Your goal → Each entry should be quoted word for word, including every mark of punctuation.

Material supplied →
"""
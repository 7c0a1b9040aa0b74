//! Mock ops for testing.

use async_trait::async_trait;
use parking_lot::Mutex;
use std::time::Duration;

use crate::context::OpContext;
use crate::core::{OpOutput, Tags};
use crate::ops::Op;

/// What an op saw during one execution.
#[derive(Debug, Clone, PartialEq)]
pub struct RecordedExecution {
    /// Identity of the invocation that ran.
    pub identity: String,
    /// Definition name of the invocation that ran.
    pub definition: String,
    /// Tags exposed through the context.
    pub tags: Tags,
    /// Identities of the upstream outputs that were visible.
    pub upstream: Vec<String>,
}

/// An op that records every execution and returns a configurable output.
#[derive(Debug)]
pub struct RecordingOp {
    output: Mutex<OpOutput>,
    executions: Mutex<Vec<RecordedExecution>>,
}

impl Default for RecordingOp {
    fn default() -> Self {
        Self::new()
    }
}

impl RecordingOp {
    /// Creates a recording op that succeeds with no data.
    #[must_use]
    pub fn new() -> Self {
        Self {
            output: Mutex::new(OpOutput::ok_empty()),
            executions: Mutex::new(Vec::new()),
        }
    }

    /// Sets the output returned by later executions.
    pub fn set_output(&self, output: OpOutput) {
        *self.output.lock() = output;
    }

    /// Returns all recorded executions.
    #[must_use]
    pub fn executions(&self) -> Vec<RecordedExecution> {
        self.executions.lock().clone()
    }

    /// Returns the number of executions.
    #[must_use]
    pub fn execution_count(&self) -> usize {
        self.executions.lock().len()
    }

    /// Returns the recorded execution of one invocation.
    #[must_use]
    pub fn execution_for(&self, identity: &str) -> Option<RecordedExecution> {
        self.executions
            .lock()
            .iter()
            .find(|e| e.identity == identity)
            .cloned()
    }
}

#[async_trait]
impl Op for RecordingOp {
    async fn execute(&self, ctx: &OpContext) -> OpOutput {
        let mut upstream: Vec<String> = ctx
            .invocation()
            .depends_on()
            .iter()
            .filter(|id| ctx.upstream_output(id).is_some())
            .cloned()
            .collect();
        upstream.sort();
        upstream.dedup();

        self.executions.lock().push(RecordedExecution {
            identity: ctx.identity().to_string(),
            definition: ctx.definition_name().to_string(),
            tags: ctx.tags().clone(),
            upstream,
        });
        self.output.lock().clone()
    }
}

/// An op that always fails.
#[derive(Debug)]
pub struct FailingOp {
    error: String,
}

impl FailingOp {
    /// Creates a failing op with an error message.
    #[must_use]
    pub fn new(error: impl Into<String>) -> Self {
        Self {
            error: error.into(),
        }
    }
}

#[async_trait]
impl Op for FailingOp {
    async fn execute(&self, _ctx: &OpContext) -> OpOutput {
        OpOutput::fail(&self.error)
    }
}

/// An op that sleeps before succeeding.
#[derive(Debug)]
pub struct SlowOp {
    delay: Duration,
}

impl SlowOp {
    /// Creates a slow op with a delay in milliseconds.
    #[must_use]
    pub fn with_delay_ms(ms: u64) -> Self {
        Self {
            delay: Duration::from_millis(ms),
        }
    }
}

#[async_trait]
impl Op for SlowOp {
    async fn execute(&self, _ctx: &OpContext) -> OpOutput {
        tokio::time::sleep(self.delay).await;
        OpOutput::ok_empty()
    }
}

#[cfg(test)]
mod tests {
    use super::*;
    use crate::testing::op_context_for;

    #[tokio::test]
    async fn test_recording_op() {
        let op = RecordingOp::new();
        let ctx = op_context_for("metadata_solid", [("foo", "bar")]);

        let output = op.execute(&ctx).await;

        assert!(output.is_success());
        assert_eq!(op.execution_count(), 1);
        let recorded = op.execution_for("metadata_solid").unwrap();
        assert_eq!(recorded.tags, Tags::from([("foo", "bar")]));
        assert_eq!(recorded.definition, "metadata_solid");
        assert!(recorded.upstream.is_empty());
    }

    #[tokio::test]
    async fn test_recording_op_custom_output() {
        let op = RecordingOp::new();
        op.set_output(OpOutput::ok_value("n", serde_json::json!(1)));

        let output = op.execute(&op_context_for("op", [])).await;
        assert_eq!(output.get("n"), Some(&serde_json::json!(1)));
    }

    #[tokio::test]
    async fn test_failing_op() {
        let op = FailingOp::new("boom");
        let output = op.execute(&op_context_for("op", [])).await;
        assert!(output.is_failure());
        assert_eq!(output.error.as_deref(), Some("boom"));
    }

    #[tokio::test]
    async fn test_slow_op() {
        let op = SlowOp::with_delay_ms(5);
        let output = op.execute(&op_context_for("op", [])).await;
        assert!(output.is_success());
    }
}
"""
Exercise result →
repository 7c0a1b9040aa0b74
//! Mock ops for testing.

use async_trait::async_trait;
use parking_lot::Mutex;
use std::time::Duration;

use crate::context::OpContext;
use crate::core::{OpOutput, Tags};
use crate::ops::Op;

/// What an op saw during one execution.
#[derive(Debug, Clone, PartialEq)]
pub struct RecordedExecution {
    /// Identity of the invocation that ran.
    pub identity: String,
    /// Definition name of the invocation that ran.
    pub definition: String,
    /// Tags exposed through the context.
    pub tags: Tags,
    /// Identities of the upstream outputs that were visible.
    pub upstream: Vec<String>,
}

/// An op that records every execution and returns a configurable output.
#[derive(Debug)]
pub struct RecordingOp {
    output: Mutex<OpOutput>,
    executions: Mutex<Vec<RecordedExecution>>,
}

impl Default for RecordingOp {
    fn default() -> Self {
        Self::new()
    }
}

impl RecordingOp {
    /// Creates a recording op that succeeds with no data.
    #[must_use]
    pub fn new() -> Self {
        Self {
            output: Mutex::new(OpOutput::ok_empty()),
            executions: Mutex::new(Vec::new()),
        }
    }

    /// Sets the output returned by later executions.
    pub fn set_output(&self, output: OpOutput) {
        *self.output.lock() = output;
    }

    /// Returns all recorded executions.
    #[must_use]
    pub fn executions(&self) -> Vec<RecordedExecution> {
        self.executions.lock().clone()
    }

    /// Returns the number of executions.
    #[must_use]
    pub fn execution_count(&self) -> usize {
        self.executions.lock().len()
    }

    /// Returns the recorded execution of one invocation.
    #[must_use]
    pub fn execution_for(&self, identity: &str) -> Option<RecordedExecution> {
        self.executions
            .lock()
            .iter()
            .find(|e| e.identity == identity)
            .cloned()
    }
}

#[async_trait]
impl Op for RecordingOp {
    async fn execute(&self, ctx: &OpContext) -> OpOutput {
        let mut upstream: Vec<String> = ctx
            .invocation()
            .depends_on()
            .iter()
            .filter(|id| ctx.upstream_output(id).is_some())
            .cloned()
            .collect();
        upstream.sort();
        upstream.dedup();

        self.executions.lock().push(RecordedExecution {
            identity: ctx.identity().to_string(),
            definition: ctx.definition_name().to_string(),
            tags: ctx.tags().clone(),
            upstream,
        });
        self.output.lock().clone()
    }
}

/// An op that always fails.
#[derive(Debug)]
pub struct FailingOp {
    error: String,
}

impl FailingOp {
    /// Creates a failing op with an error message.
    #[must_use]
    pub fn new(error: impl Into<String>) -> Self {
        Self {
            error: error.into(),
        }
    }
}

#[async_trait]
impl Op for FailingOp {
    async fn execute(&self, _ctx: &OpContext) -> OpOutput {
        OpOutput::fail(&self.error)
    }
}

/// An op that sleeps before succeeding.
#[derive(Debug)]
pub struct SlowOp {
    delay: Duration,
}

impl SlowOp {
    /// Creates a slow op with a delay in milliseconds.
    #[must_use]
    pub fn with_delay_ms(ms: u64) -> Self {
        Self {
            delay: Duration::from_millis(ms),
        }
    }
}

#[async_trait]
impl Op for SlowOp {
    async fn execute(&self, _ctx: &OpContext) -> OpOutput {
        tokio::time::sleep(self.delay).await;
        OpOutput::ok_empty()
    }
}

#[cfg(test)]
mod tests {
    use super::*;
    use crate::testing::op_context_for;

    #[tokio::test]
    async fn test_recording_op() {
        let op = RecordingOp::new();
        let ctx = op_context_for("metadata_solid", [("foo", "bar")]);

        let output = op.execute(&ctx).await;

        assert!(output.is_success());
        assert_eq!(op.execution_count(), 1);
        let recorded = op.execution_for("metadata_solid").unwrap();
        assert_eq!(recorded.tags, Tags::from([("foo", "bar")]));
        assert_eq!(recorded.definition, "metadata_solid");
        assert!(recorded.upstream.is_empty());
    }

    #[tokio::test]
    async fn test_recording_op_custom_output() {
        let op = RecordingOp::new();
        op.set_output(OpOutput::ok_value("n", serde_json::json!(1)));

        let output = op.execute(&op_context_for("op", [])).await;
        assert_eq!(output.get("n"), Some(&serde_json::json!(1)));
    }

    #[tokio::test]
    async fn test_failing_op() {
        let op = FailingOp::new("boom");
        let output = op.execute(&op_context_for("op", [])).await;
        assert!(output.is_failure());
        assert_eq!(output.error.as_deref(), Some("boom"));
    }

    #[tokio::test]
    async fn test_slow_op() {
        let op = SlowOp::with_delay_ms(5);
        let output = op.execute(&op_context_for("op", [])).await;
        assert!(output.is_success());
    }
}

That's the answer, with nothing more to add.